On Feb 8, 1964, he married fellow graduate student Karen Ryden Sears and they moved to Grinnell, Iowa where he headed the Russian Department at Grinnell College. In 1966, Dick joined the Russian department at Dartmouth where he remained for the rest of his career. He served as chair of the department for nineteen years. An authority on Russian formalist critic Viktor Shklovsky, Dick translated several of his books, notably A Sentimental Journey (1970), Zoo, or Letters Not about Love (1971), and Third Factory (1977). His translation of Zoo was nominated for a National Book Award in 1972. From 1984 to 1989 he served as associate dean of humanities, but his real love was for teaching and mentoring students. He taught courses on Chekhov, Solzhenitsyn, Tolstoy, and Nabokov. Dick was loved and admired for his kindness, intelligence, sense of fair play and dry wit. He made new students and faculty feel welcome, often inviting people to the house for his famous coffee cake. The doors were always open to a stray student or animal. He was devoted to his students and remained friends with many until the end of his life. Known as a family man, Dick’s children remember a supportive and generous father who loved spending time with them, leading them on adventures in places as close to home as Mink Brook and as far afield as Europe and the Soviet Union.
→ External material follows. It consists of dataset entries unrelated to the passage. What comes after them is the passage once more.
//! Dependency extraction, one analyzer per supported file kind.

use std::path::Path;

use anyhow::Result;
use tracing::debug;

use crate::detector::{detect_file_kind, FileKind};
use crate::error::ScanError;
use crate::models::Dependency;

pub mod aliases;
pub mod java;
pub mod maven;
pub mod python;

/// Turns the text of one file into the dependencies it declares or imports.
///
/// Analyzers are best-effort: lines they cannot make sense of are skipped.
pub trait Analyzer {
    fn analyze(&self, content: &str) -> Result<Vec<Dependency>>;
}

/// The analyzer for a given file kind.
pub fn analyzer_for(kind: FileKind) -> Box<dyn Analyzer> {
    match kind {
        FileKind::PythonSource => Box::new(python::PythonAnalyzer::new()),
        FileKind::Requirements => Box::new(python::RequirementsAnalyzer::new()),
        FileKind::JavaSource => Box::new(java::JavaAnalyzer::new()),
        FileKind::MavenPom => Box::new(maven::MavenAnalyzer::new()),
    }
}

/// Read `path` and extract its dependencies.
///
/// Fails with [`ScanError::UnsupportedFileType`] before touching the file when the
/// extension is not recognized, and with [`ScanError::Unreadable`] when it cannot be read.
/// Invalid UTF-8 is replaced rather than rejected.
pub fn extract_dependencies(path: &Path) -> crate::error::Result<Vec<Dependency>> {
    let kind = detect_file_kind(path)?;
    let bytes = std::fs::read(path).map_err(|source| ScanError::Unreadable {
        path: path.to_path_buf(),
        source,
    })?;
    let content = String::from_utf8_lossy(&bytes);

    let deps = analyzer_for(kind).analyze(&content)?;
    debug!("{:?} {} yielded {} dependencies", kind, path.display(), deps.len());
    Ok(deps)
}

#[cfg(test)]
mod tests {
    use super::*;
    use std::io::Write;
    use tempfile::Builder;

    #[test]
    fn test_extract_from_file() {
        let mut f = Builder::new().suffix(".py").tempfile().unwrap();
        writeln!(f, "import flask").unwrap();
        writeln!(f, "import requests").unwrap();

        let deps = extract_dependencies(f.path()).unwrap();
        assert_eq!(deps.len(), 2);
        assert_eq!(deps[0].name, "flask");

        // Same file, same result
        assert_eq!(extract_dependencies(f.path()).unwrap(), deps);
    }

    #[test]
    fn test_unsupported_extension() {
        let f = Builder::new().suffix(".gradle").tempfile().unwrap();
        assert!(matches!(
            extract_dependencies(f.path()),
            Err(ScanError::UnsupportedFileType(_))
        ));
    }

    #[test]
    fn test_missing_file() {
        let dir = tempfile::tempdir().unwrap();
        let missing = dir.path().join("absent.py");
        assert!(matches!(
            extract_dependencies(&missing),
            Err(ScanError::Unreadable { .. })
        ));
    }
}
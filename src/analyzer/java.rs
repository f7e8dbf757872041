use std::collections::HashSet;

use anyhow::Result;
use regex::Regex;
use tracing::debug;

use crate::analyzer::aliases::java_coordinates;
use crate::models::{Coordinates, Dependency, Ecosystem};

/// Analyzer for Java source files.
///
/// Reads `import` / `import static` statements, skips JDK packages, and maps each
/// import to Maven coordinates through the package alias table. Imports with no
/// known coordinates are kept as unmapped dependencies so they still show up in
/// the report. Results are de-duplicated by coordinates and sorted by name.
pub struct JavaAnalyzer;

impl JavaAnalyzer {
    /// Create a new `JavaAnalyzer`.
    pub fn new() -> Self {
        Self
    }
}

impl super::Analyzer for JavaAnalyzer {
    fn analyze(&self, content: &str) -> Result<Vec<Dependency>> {
        let re = Regex::new(r"^\s*import\s+(?:static\s+)?([A-Za-z_][\w.]*?)(?:\.\*)?\s*;")?;
        let mut deps: Vec<Dependency> = Vec::new();
        let mut seen: HashSet<String> = HashSet::new();

        for line in content.lines() {
            let Some(caps) = re.captures(line) else {
                continue;
            };
            let import = &caps[1];
            if import == "java" || import.starts_with("java.") {
                continue;
            }

            let dep = match java_coordinates(import) {
                Some((group_id, artifact_id)) => Dependency {
                    name: artifact_id.to_string(),
                    ecosystem: Ecosystem::Java,
                    declared_version: None,
                    coordinates: Coordinates::Maven {
                        group_id: group_id.to_string(),
                        artifact_id: artifact_id.to_string(),
                    },
                },
                None => {
                    debug!("no Maven coordinates known for import {}", import);
                    Dependency {
                        name: import.split('.').take(3).collect::<Vec<_>>().join("."),
                        ecosystem: Ecosystem::Java,
                        declared_version: None,
                        coordinates: Coordinates::Unmapped,
                    }
                }
            };

            if seen.insert(dep.key()) {
                deps.push(dep);
            }
        }

        deps.sort_by(|a, b| a.name.cmp(&b.name));
        Ok(deps)
    }
}
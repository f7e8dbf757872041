//! License string normalization and risk rating.
//!
//! - [`spdx`]: the static tier table and the mapping of common non-SPDX
//!   spellings to canonical identifiers.
//! - [`classifier`]: entry point for raw registry strings, including SPDX
//!   `OR`/`AND`/`WITH` expressions.

pub mod classifier;
pub mod spdx;

pub use classifier::{classify, Classification};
His wife Karen survives him as do their four children, Kate Sheldon and husband, Eric Ansel, of Brooklyn, N.Y.; John Sheldon of Savannah, Ga.; Robert Sheldon and partner, Stelios Sardelas of Paris, France; Becky Sheldon Yazdan and husband, David Yazdan, of Brooklyn, N.Y.; grandchildren Ike and Max Ansel and Lily and Benjamin Yazdan; his brother, William Sheldon and wife, Ulrike Sheldon of Nurnberg, Germany; and sister-in-law, Ruth Sheldon, wife of his brother, George Sheldon, who pre-deceased him in 2013, of Chapel Hill, N.C. Dick and Karen were married 50 years.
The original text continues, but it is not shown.